Tod Olson and Tom Barton have posted a document on the wiki describing how Chicago uses EZproxy. There was a general discussion about whether EZproxy and Shibboleth can work together for single sign-on with different vendors during the same user session. This would mean that users would not need to go through a WAYF process multiple times if they are going to the sites of different vendors.
 
The typical flow might be:

1. User goes to a library navigation page and clicks on ScienceDirect
2. User taken to EZproxy, which determines that Science Direct is Shib-enabled
3. User taken to Science Direct site with enough attribute info that Science Direct will open a session without an authentication process

 
As an alternate, what if the user goes through this process to get to Vendor A and they now want to visit Vendor B? Will they need to authenticate again? In a perfect world, the user would not need to authenticate again. Some proxies that use Shibboleth code will allow this to happen. But in a multi-federation world, multiple authentications may take place, depending on the federation being used and the IdP and SP involved. Steve will post a diagram and text on the wiki demonstrating how it works (https://spaces.internet2.edu/display/inclibrary)
 
Several institutions on the conference call have experience with EZproxy and find that is minimal maintenance each month. The EZproxy method of altering URLs can make things difficult for people who populate pages with direct URLs and also for journal web citations. Chicago has created an applet that will route such pages through the EZproxy server when the user is off-campus.
 
Adam mentioned that ProQuest has worked with students and found that students generally don’t understand how proxies work, so many end up going outside of the library’s resources to write their papers.
 
There was a general conversation about how people are accessing resources.
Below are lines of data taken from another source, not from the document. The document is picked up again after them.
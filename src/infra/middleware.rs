//! Middleware for modifying requests and responses.

use super::error::{ApiError, InternalError};
use axum::{
    body::{Body, HttpBody},
    middleware::Next,
    response::IntoResponse,
};
use bytes::Bytes;
use http::{Request, Response};
use http_body_util::BodyExt;
use tower_http::trace::MakeSpan;

static X_REQUEST_ID: &str = "x-request-id";

/// Creates a request span tagged with the `x-request-id` header.
#[derive(Clone, Copy, Debug)]
pub(crate) struct MakeRequestIdSpan;

impl<B> MakeSpan<B> for MakeRequestIdSpan {
    fn make_span(&mut self, request: &Request<B>) -> tracing::Span {
        let request_id = request
            .headers()
            .get(X_REQUEST_ID)
            .and_then(|id| id.to_str().ok())
            .unwrap_or("unknown");
        tracing::info_span!(
            "request",
            request_id = request_id,
            method = %request.method(),
            uri = %request.uri(),
            version = ?request.version(),
        )
    }
}

/// The maximum size of a body to log.
const MAX_BODY_SIZE: u64 = 8192;

/// Log small request and response bodies at trace level.
pub(crate) async fn log_request_response(
    req: Request<Body>,
    next: Next,
) -> Result<impl IntoResponse, ApiError> {
    let (parts, body) = req.into_parts();
    let body = if fits_in_log(&body) {
        Body::from(buffer_and_print("Request", body).await?)
    } else {
        body
    };
    let req = Request::from_parts(parts, body);

    let res = next.run(req).await;

    let (parts, body) = res.into_parts();
    let body = if fits_in_log(&body) {
        Body::from(buffer_and_print("Response", body).await?)
    } else {
        body
    };
    Ok(Response::from_parts(parts, body))
}

fn fits_in_log(body: &Body) -> bool {
    matches!(body.size_hint().upper(), Some(n) if n <= MAX_BODY_SIZE)
}

/// Read the entire body stream and store it in memory.
async fn buffer_and_print(direction: &str, body: Body) -> Result<Bytes, ApiError> {
    let body = body
        .collect()
        .await
        .map_err(|e| InternalError::Other(format!("failed to read {direction} body: {e}")))?
        .to_bytes();

    if let Ok(body) = std::str::from_utf8(&body) {
        tracing::trace!("{} body = {:?}", direction, body);
    }

    Ok(body)
}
More and more, university faculty, staff and students are not physically in the library when they want to use the resources – they may be at home or in a university office. If someone wants to access JStore directly from home, for example, they will go through a WAYF because they are not arriving at JStore through the university. If they are already logged in with their university ID, however, they should not need to authenticate again. 
 
 
**Library Walk-ins**
 
Many campuses, especially public universities, allow community members to use their facilities and resources. Some schools have a set of public access terminals to provide anyone with access to licensed resources. In other cases, users receive an ID and password and the library staff changes the password daily. A third scenario is a walk-in with an ID from a vendor or with a campus ID.
 
Most on the call agreed that they would like one access system, rather than maintaining a Shib installation and an IP based proxy system, for example. Jim Fox at the University of Washington developed a plug-in to Apache that is fed with a set of IP addresses. If a browser comes in from that range, the user is authenticated. There was a discussion of using this method with public access terminals and associate a set of attributes with a generic ID. However, there must also be a way for people to log in with their own IDs, if they are a member of the university community.
 
Bob Morgan said that the University of Washington had a debate about whether this generic ID concept should always be the case on a public terminal. Right now, someone with a UW Net ID can log in with their own ID. [AI] He will put a short description of the UW process on the wiki.
 
**Next phone call** is Friday, May 18, at 12:30 p.m. (EDT)